The show had a promising pedigree. Its book was by Alfred Uhry making walk the third after the non-musicals Driving Miss Daisy and The Last Night of advertise in his let go trilogy of shows about Atlanta Jews. But the expensive ambitious “book musicals” (such as Follies. Sweeney Todd and Evita) Prince was famous for bringing to the measure Parade opened in 1998. With a large pricey production and a less-than-cheerful premise. Parade needed serious critical and popular support to survive. The major reviewers were complimentary but unenthusiastic; many complained that the show was too preachy and the central character of Leo too slow to come alive. Parade’s handful of awards—including the Tony recognizing Brown’s richly dramatic score—came months after its 84th and final performance.

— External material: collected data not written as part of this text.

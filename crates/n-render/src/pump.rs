// SPDX-License-Identifier: MIT
//
// FramePump: single-flight, coalescing frame scheduler.
//
// Updates arrive from anywhere (a ticker thread, an input handler, the
// sink's own callbacks). At most one frame is produced at a time, and at
// most one update waits behind it:
//
//   idle ──update──▶ in-flight          produce a frame on the caller's thread
//   in-flight ──update──▶ pending        the update replaces the pending one
//   in-flight ──done, pending──▶ in-flight   next frame with the pending update
//   in-flight ──done, no pending──▶ idle
//
// Whoever moves the pump out of idle runs the burst: it keeps producing
// frames until nothing is pending. Everyone else returns immediately. An
// update that gets overwritten in the pending slot is never rendered on its
// own; only the latest one is guaranteed to reach a frame.
//
// Two safety valves:
//
//   - A burst that produces `max_burst` frames and still finds an update
//     pending is ended. The pending update is dropped, a warning is logged,
//     and the pump goes back to idle for the next external update.
//
//   - While a frame is writing to the sink, scheduling is rejected outright.
//     A sink that re-enters the scheduler (directly or via a callback) can
//     not get a second stream onto the wire.
//
// A panic inside `produce` unwinds through a guard that puts the pump back
// to idle, so one bad frame doesn't wedge the scheduler forever.

use std::sync::atomic::{AtomicBool, AtomicU64, Ordering};

use parking_lot::Mutex;

// ─── Admission ──────────────────────────────────────────────────────────────

/// What happened to a scheduled update.
#[derive(Debug, Clone, Copy, PartialEq, Eq)]
pub enum Admission {
    /// The caller ran the burst; its update (and any that coalesced behind
    /// it) has been produced.
    Started,
    /// A frame was in flight; the update now sits in the pending slot.
    Coalesced,
    /// A frame was writing, or the pump is closed. The update is dropped.
    Rejected,
}

// ─── FrameScope ─────────────────────────────────────────────────────────────

/// The producing side's view of the pump during one frame.
pub struct FrameScope<'a> {
    writing: &'a AtomicBool,
    cancelled: &'a AtomicBool,
    position: usize,
}

impl FrameScope<'_> {
    /// Whether `cancel` was called since this frame started.
    #[must_use]
    pub fn is_cancelled(&self) -> bool {
        self.cancelled.load(Ordering::Acquire)
    }

    /// Position of this frame within its burst, starting at 1.
    #[must_use]
    pub const fn position(&self) -> usize {
        self.position
    }

    /// Run `write` with scheduling rejected for its duration.
    pub fn writing<R>(&self, write: impl FnOnce() -> R) -> R {
        struct Reset<'a>(&'a AtomicBool);
        impl Drop for Reset<'_> {
            fn drop(&mut self) {
                self.0.store(false, Ordering::Release);
            }
        }

        self.writing.store(true, Ordering::Release);
        let _reset = Reset(self.writing);
        write()
    }
}

// ─── FramePump ──────────────────────────────────────────────────────────────

struct PumpState<U> {
    in_flight: bool,
    pending: Option<U>,
    closed: bool,
}

/// Serializes and coalesces frame production.
pub struct FramePump<U> {
    state: Mutex<PumpState<U>>,
    writing: AtomicBool,
    cancelled: AtomicBool,
    max_burst: usize,
    frames: AtomicU64,
    aborted_bursts: AtomicU64,
}

impl<U> FramePump<U> {
    /// A pump ending any burst after `max_burst` frames. Zero is treated as
    /// one.
    #[must_use]
    pub fn new(max_burst: usize) -> Self {
        Self {
            state: Mutex::new(PumpState {
                in_flight: false,
                pending: None,
                closed: false,
            }),
            writing: AtomicBool::new(false),
            cancelled: AtomicBool::new(false),
            max_burst: max_burst.max(1),
            frames: AtomicU64::new(0),
            aborted_bursts: AtomicU64::new(0),
        }
    }

    /// Submit `update`. If the pump was idle, `produce` runs on this thread
    /// for this update and every update that coalesces while it runs.
    pub fn schedule(&self, update: U, mut produce: impl FnMut(U, &FrameScope<'_>)) -> Admission {
        if self.writing.load(Ordering::Acquire) {
            return Admission::Rejected;
        }

        {
            let mut state = self.state.lock();
            if state.closed {
                return Admission::Rejected;
            }
            if state.in_flight {
                state.pending = Some(update);
                return Admission::Coalesced;
            }
            state.in_flight = true;
            self.cancelled.store(false, Ordering::Release);
        }

        let burst = BurstGuard { pump: self };
        let mut update = update;
        let mut position = 1;

        loop {
            let scope = FrameScope {
                writing: &self.writing,
                cancelled: &self.cancelled,
                position,
            };
            produce(update, &scope);
            self.frames.fetch_add(1, Ordering::Relaxed);

            let mut state = self.state.lock();
            let Some(next) = state.pending.take() else {
                state.in_flight = false;
                drop(state);
                burst.disarm();
                return Admission::Started;
            };

            if position >= self.max_burst {
                state.in_flight = false;
                drop(state);
                burst.disarm();
                self.aborted_bursts.fetch_add(1, Ordering::Relaxed);
                tracing::warn!(
                    frames = position,
                    "frame pump hit its coalescing ceiling, burst aborted and pending update dropped"
                );
                drop(next);
                return Admission::Started;
            }

            self.cancelled.store(false, Ordering::Release);
            drop(state);
            update = next;
            position += 1;
        }
    }

    /// Abandon the frame in flight at its next check and drop any pending
    /// update.
    pub fn cancel(&self) {
        let mut state = self.state.lock();
        state.pending = None;
        if state.in_flight {
            self.cancelled.store(true, Ordering::Release);
        }
    }

    /// Reject every future update and drop the pending one. A frame already
    /// in flight finishes normally.
    pub fn close(&self) {
        let mut state = self.state.lock();
        state.closed = true;
        state.pending = None;
    }

    /// Drop the pending update and clear cancellation and closure. Does not
    /// touch a frame in flight.
    pub fn reset(&self) {
        let mut state = self.state.lock();
        state.pending = None;
        state.closed = false;
        self.cancelled.store(false, Ordering::Release);
    }

    #[must_use]
    pub fn is_in_flight(&self) -> bool {
        self.state.lock().in_flight
    }

    #[must_use]
    pub fn has_pending(&self) -> bool {
        self.state.lock().pending.is_some()
    }

    #[must_use]
    pub fn is_closed(&self) -> bool {
        self.state.lock().closed
    }

    /// Frames produced over the pump's lifetime.
    #[must_use]
    pub fn frames_produced(&self) -> u64 {
        self.frames.load(Ordering::Relaxed)
    }

    /// Bursts ended by the coalescing ceiling.
    #[must_use]
    pub fn aborted_bursts(&self) -> u64 {
        self.aborted_bursts.load(Ordering::Relaxed)
    }
}

/// Puts the pump back to idle if a burst unwinds.
struct BurstGuard<'a, U> {
    pump: &'a FramePump<U>,
}

impl<U> BurstGuard<'_, U> {
    fn disarm(self) {
        std::mem::forget(self);
    }
}

impl<U> Drop for BurstGuard<'_, U> {
    fn drop(&mut self) {
        let mut state = self.pump.state.lock();
        state.in_flight = false;
        state.pending = None;
        self.pump.writing.store(false, Ordering::Release);
    }
}

// ─── Tests ──────────────────────────────────────────────────────────────────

cook’s follow-up communicate. The Last Five Years an intricately constructed almost entirely sung-through portrait of a failed marriage premiered in New York in 2002. With a two-person direct a contemporary setting and appear and an intimate off-Broadway production this solo effort was different from walk in every way. Cathy and Jamie the protagonists express their stories in opposite directions; Jamie journeys from first date to break while Cathy follows a reverse chronology. During the final be while Jamie lists his reasons for ending the marriage. Cathy reflects hopefully on their first go out. The Last Five Years was inspired by Brown’s own divorce and Jamie a suburban New York Jew who finds professional and artistic success in his early 20s is plainly a rough self-portrait of the artist. Originally Jamie is thrilled to have open a “shiksa goddess” in Cathy but as measure passes the couple’s differences control them apart. “Don’t we get to be happy. Cathy?” Jamie asks. “Don’t we get to relax / Without some new tsuris / To displace me yet further from you?”
Critical response to The Last Five Years was again respectful but lukewarm. Ben Brantley of The New York Times praised Brown’s “sparkling facility as a composer,” but had trouble cozying up to the characters; other critics open the show dull. Brown’s ex-wife meanwhile entangle the project by real events and threatened to sue to prevent its performance. The show ran for only two months.
In 2003 cook composed a few songs for the widely ridiculed Broadway flop Urban Cowboy for which he also served as musical director and orchestrator. Brown had no illusions about the overall quality of the show—”One of the main reasons I signed on to Urban Cowboy. The Musical was the opportunity to work with Jenn Colella,” he writes on his website before adding gleefully. “(The other main cerebrate was the money.)” After that show closed with no awards and few laments. cook left New York and announced that he would no longer write for the theater. “I didn’t experience how to say what I wanted to say in this form anymore,” he recalls in his program notes for 13. “And I wasn’t sure anyone wanted to comprehend it.”
cook headed off to Europe for nearly a year and on his go resettled in Southern California. He worked on an assortment of musical projects—from composing industrial shows for express Farm Insurance affiliate to recording a solo album (Wearing Someone Else’s Clothes) to creating the choral composition “Chanukah Suite,” a Broadway-style setting of.